WeSalute Awards
TopVet: James Webb
James Webb, whose distinguished career has swung between government service and writing, hails from a family with a strong citizen-soldier military tradition. Family members have served during the Revolutionary War, the War of 1812, the Mexican War, the Civil War, the Spanish-American War, World War Two, Korea, Vietnam, and the Gulf War. Mr. Webb’s father was a career Air Force officer who flew B-17s and B-29s during World War Two, cargo planes during the Berlin Airlift, and was a pioneer in the United States missile program.
True to his family, Mr. Webb, who was born in 1946 in St. Joseph, Missouri, attended the United States Naval Academy, graduating in l968 and choosing a commission in the Marine Corps. He then served with the Fifth Marine Regiment in Vietnam, where as a rifle platoon and company commander in the infamous An Hoa Basin west of Danang he was awarded the Navy Cross, the Silver Star, two Bronze Stars, and two Purple Hearts.
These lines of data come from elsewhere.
use sqlx::{Sqlite, SqlitePool};

use crate::data_formats::UpdateArticleRequest;
use crate::errors::RequestError;
use crate::models::{Article, NewArticle};

use super::QueryBuilder;

pub async fn list_articles_in_db(pool: &SqlitePool) -> Result<Vec<Article>, RequestError> {
    let articles = sqlx::query_as::<Sqlite, Article>(
        r#"
        SELECT id, title, style, content, date_published FROM articles
        ORDER BY id
        "#,
    )
    .fetch_all(pool)
    .await?;
    Ok(articles)
}

pub async fn get_article_by_id_in_db(
    pool: &SqlitePool,
    id: i64,
) -> Result<Option<Article>, RequestError> {
    let article = sqlx::query_as::<Sqlite, Article>(
        r#"
        SELECT id, title, style, content, date_published FROM articles
        WHERE id = $1
        "#,
    )
    .bind(id)
    .fetch_optional(pool)
    .await?;
    Ok(article)
}

pub async fn create_article_in_db(
    pool: &SqlitePool,
    NewArticle {
        title,
        style,
        content,
    }: NewArticle,
) -> Result<Article, RequestError> {
    let article = sqlx::query_as::<Sqlite, Article>(
        r#"
        INSERT INTO articles (title, style, content)
        VALUES ($1, $2, $3)
        RETURNING id, title, style, content, date_published
        "#,
    )
    .bind(title)
    .bind(style)
    .bind(content)
    .fetch_one(pool)
    .await?;
    Ok(article)
}

/// Writes only the supplied fields. A request with no recognised field
/// leaves the row untouched and never reaches the database.
pub async fn update_article_in_db(
    pool: &SqlitePool,
    id: i64,
    request: UpdateArticleRequest,
) -> Result<(), RequestError> {
    if request.is_empty() {
        return Ok(());
    }

    let UpdateArticleRequest {
        title,
        style,
        content,
    } = request;
    let (query, params) = QueryBuilder::new(String::from("UPDATE articles SET "), Some(", "))
        .add_param("title", title)
        .add_param("style", style)
        .add_param("content", content)
        .build();

    let query = format!("{query} WHERE id = ?");
    let mut update = sqlx::query(&query);
    for param in params {
        update = update.bind(param);
    }
    update.bind(id).execute(pool).await?;
    Ok(())
}

pub async fn delete_article_in_db(pool: &SqlitePool, id: i64) -> Result<(), RequestError> {
    sqlx::query(
        r#"
        DELETE FROM articles WHERE id = $1
        "#,
    )
    .bind(id)
    .execute(pool)
    .await?;
    Ok(())
}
He later served as a platoon commander and an instructor in tactics and weapons at Marine Corps Officer Candidates School, and then as a member of the Secretary of the Navy’s immediate staff, before leaving the Marine Corps in l972. Mr. Webb spent the "Watergate years" as a student at the Georgetown University Law Center, receiving his J.D. just after the fall of South Vietnam in l975. While at Georgetown he began a six-year pro bono representation of a Marine who had been convicted of war crimes in Vietnam (finally clearing the man’s name in 1978, three years after his suicide), won the Horan award for excellence in legal writing, and authored his first book, Micronesia and U.S. Pacific Strategy.
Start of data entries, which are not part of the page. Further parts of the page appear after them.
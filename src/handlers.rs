use axum::{
    extract::State,
    http::{header::LOCATION, StatusCode, Uri},
    response::IntoResponse,
    Json,
};
use sqlx::SqlitePool;

use crate::{
    data_formats::{ArticleResponse, CreateArticleRequest, UpdateArticleRequest},
    db_helpers::{
        create_article_in_db, delete_article_in_db, get_article_by_id_in_db, list_articles_in_db,
        update_article_in_db,
    },
    errors::{RequestError, RequestErrorJsonWrapper},
    extractors::{ArticleId, ArticleJson},
    JsonResponse,
};

type JsonResult<T> = Result<Json<T>, RequestError>;

// ----------------- Helper Handlers -----------------
pub async fn hello() -> &'static str {
    "Hello, world!"
}

pub async fn not_found(uri: Uri) -> JsonResponse<RequestErrorJsonWrapper> {
    (
        StatusCode::NOT_FOUND,
        Json(RequestErrorJsonWrapper::new(&format!(
            "URL {} provided was not found",
            uri
        ))),
    )
}

// ----------------- Article Handlers -----------------
pub async fn list_articles(State(pool): State<SqlitePool>) -> JsonResult<Vec<ArticleResponse>> {
    let articles = list_articles_in_db(&pool)
        .await?
        .into_iter()
        .map(ArticleResponse::from)
        .collect();
    Ok(Json(articles))
}

pub async fn get_article(
    State(pool): State<SqlitePool>,
    ArticleId(id): ArticleId,
) -> JsonResult<ArticleResponse> {
    match get_article_by_id_in_db(&pool, id).await? {
        Some(article) => Ok(Json(ArticleResponse::new(article))),
        None => Err(RequestError::NotFound),
    }
}

pub async fn create_article(
    State(pool): State<SqlitePool>,
    ArticleJson(request): ArticleJson<CreateArticleRequest>,
) -> Result<impl IntoResponse, RequestError> {
    let new_article = request.validate()?;
    let article = ArticleResponse::new(create_article_in_db(&pool, new_article).await?);
    tracing::info!(article_id = article.id, "article created");
    Ok((
        StatusCode::CREATED,
        [(LOCATION, article.location())],
        Json(article),
    ))
}

pub async fn update_article(
    State(pool): State<SqlitePool>,
    ArticleId(id): ArticleId,
    ArticleJson(request): ArticleJson<UpdateArticleRequest>,
) -> Result<StatusCode, RequestError> {
    if get_article_by_id_in_db(&pool, id).await?.is_none() {
        return Err(RequestError::NotFound);
    }
    update_article_in_db(&pool, id, request).await?;
    Ok(StatusCode::NO_CONTENT)
}

pub async fn delete_article(
    State(pool): State<SqlitePool>,
    ArticleId(id): ArticleId,
) -> Result<StatusCode, RequestError> {
    if get_article_by_id_in_db(&pool, id).await?.is_none() {
        return Err(RequestError::NotFound);
    }
    delete_article_in_db(&pool, id).await?;
    tracing::info!(article_id = id, "article deleted");
    Ok(StatusCode::NO_CONTENT)
}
Mr. Webb has written five best-selling novels: Fields of Fire(l978), considered by many to be the classic novel of the Vietnam War; A Sense of Honor(l981); A Country Such As This (1983); Something to Die For (1991); and The Emperor’s General (1999). He has taught literature as the first visiting writer at his alma mater. He has traveled worldwide as a journalist. His PBS coverage of the U.S. Marines in Beirut earned him an Emmy Award.
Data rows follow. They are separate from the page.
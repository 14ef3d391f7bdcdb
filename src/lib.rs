//! filedrop library
//!
//! One file per TCP connection: the client retries its connect, streams the
//! file in small chunks and closes; the server stores each connection as a
//! numbered artifact and gives up on idle peers.

pub mod artifact;
pub mod cli;
pub mod config;
pub mod connector;
pub mod error;
pub mod log;
pub mod logger;
pub mod progress;
pub mod protocol;
pub mod sequencer;
pub mod server;
pub mod transfer;
pub mod worker;
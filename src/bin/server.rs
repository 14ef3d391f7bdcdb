use anyhow::{Context, Result};
use std::sync::Arc;

use filedrop::cli::{parse_or_exit, ServerOpts};
use filedrop::error::{EXIT_IO, EXIT_USAGE};
use filedrop::log::TransferLog;
use filedrop::logger::{Logger, NoopLogger, TextLogger};
use filedrop::server::{Server, Shutdown};

fn main() {
    let opts: ServerOpts = parse_or_exit();

    let cfg = match opts.to_config() {
        Ok(cfg) => cfg,
        Err(e) => {
            eprintln!("ERROR: {:#}", e);
            std::process::exit(EXIT_USAGE);
        }
    };

    // Choose logger once; NoopLogger keeps the hot path free
    let logger: Arc<dyn Logger> = match opts.log_file {
        Some(ref p) => match TextLogger::new(p) {
            Ok(l) => Arc::new(l),
            Err(e) => {
                eprintln!("warning: log file {} unavailable: {}", p.display(), e);
                Arc::new(NoopLogger)
            }
        },
        None => Arc::new(NoopLogger),
    };
    let journal = opts.journal.as_ref().map(|p| Arc::new(TransferLog::new(p)));

    // SIGINT/SIGTERM/SIGHUP request a graceful stop; a second one skips the drain
    let shutdown = Arc::new(Shutdown::new());
    {
        let shutdown = Arc::clone(&shutdown);
        if let Err(e) = ctrlc::set_handler(move || {
            if shutdown.request() {
                eprintln!("\nTermination signal received. Shutting down...");
            } else {
                eprintln!("\nSecond signal received. Exiting without waiting for transfers.");
                std::process::exit(130);
            }
        }) {
            eprintln!("warning: unable to install signal handler: {}", e);
        }
    }

    let rt = match tokio::runtime::Builder::new_multi_thread()
        .enable_all()
        .build()
        .context("Failed to build tokio runtime")
    {
        Ok(rt) => rt,
        Err(e) => {
            eprintln!("ERROR: {:#}", e);
            std::process::exit(EXIT_IO);
        }
    };

    let result: Result<()> = rt.block_on(async move {
        let server = Server::bind(&cfg, logger, journal)
            .await
            .with_context(|| format!("start server on {}", cfg.bind_addr()))?;
        let summary = server.run(async move { shutdown.wait().await }).await?;
        eprintln!(
            "Stopped after {} connection(s); {} finished during shutdown, {} aborted",
            summary.accepted, summary.drained, summary.aborted
        );
        Ok(())
    });

    match result {
        Ok(()) => std::process::exit(0),
        Err(e) => {
            eprintln!("ERROR: {:#}", e);
            std::process::exit(EXIT_IO);
        }
    }
}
In government, Mr. Webb served as counsel to the House Committee on Veterans Affairs from l977-8l, the first Vietnam veteran to serve as a full committee counsel in Congress. During the Reagan Administration, he was the first Assistant Secretary of Defense for Reserve Affairs from l984-87. In 1987 he became the first Naval Academy graduate in history to serve in the military and then become Secretary of the Navy. He resigned from that position in 1988 after refusing to agree in the reduction of the Navy’s force structure during budget cuts mandated by Congress.
Among Mr. Webb’s many awards for community service and professional excellence are the Department of Defense Distinguished Public Service Medal, the Medal of Honor Society’s Patriot Award, the American Legion National Commander’s Public Service Award, the Marine Corps League’s Military Order of the Iron Mike Award, the John Russell Leadership Award, and the Robert L. Denig Distinguished Service Award. He was a 1992 Fellow at Harvard’s Institute of Politics.
Mr. Webb has worked on feature film projects with many of Hollywood’s top producers. The film of his original story, Rules of Engagement, which he also executive-produced, was released in April 2000 starring Tommy Lee Jones and Samuel L. Jackson. His fifth novel, The Emperor’s General, was purchased by Paramount pictures as the largest book-to-film deal of 1998. He is now working on a new novel for release in late 2001, and on writing and producing the film version of Fields of Fire, to be shot in Quang Nam province, Vietnam.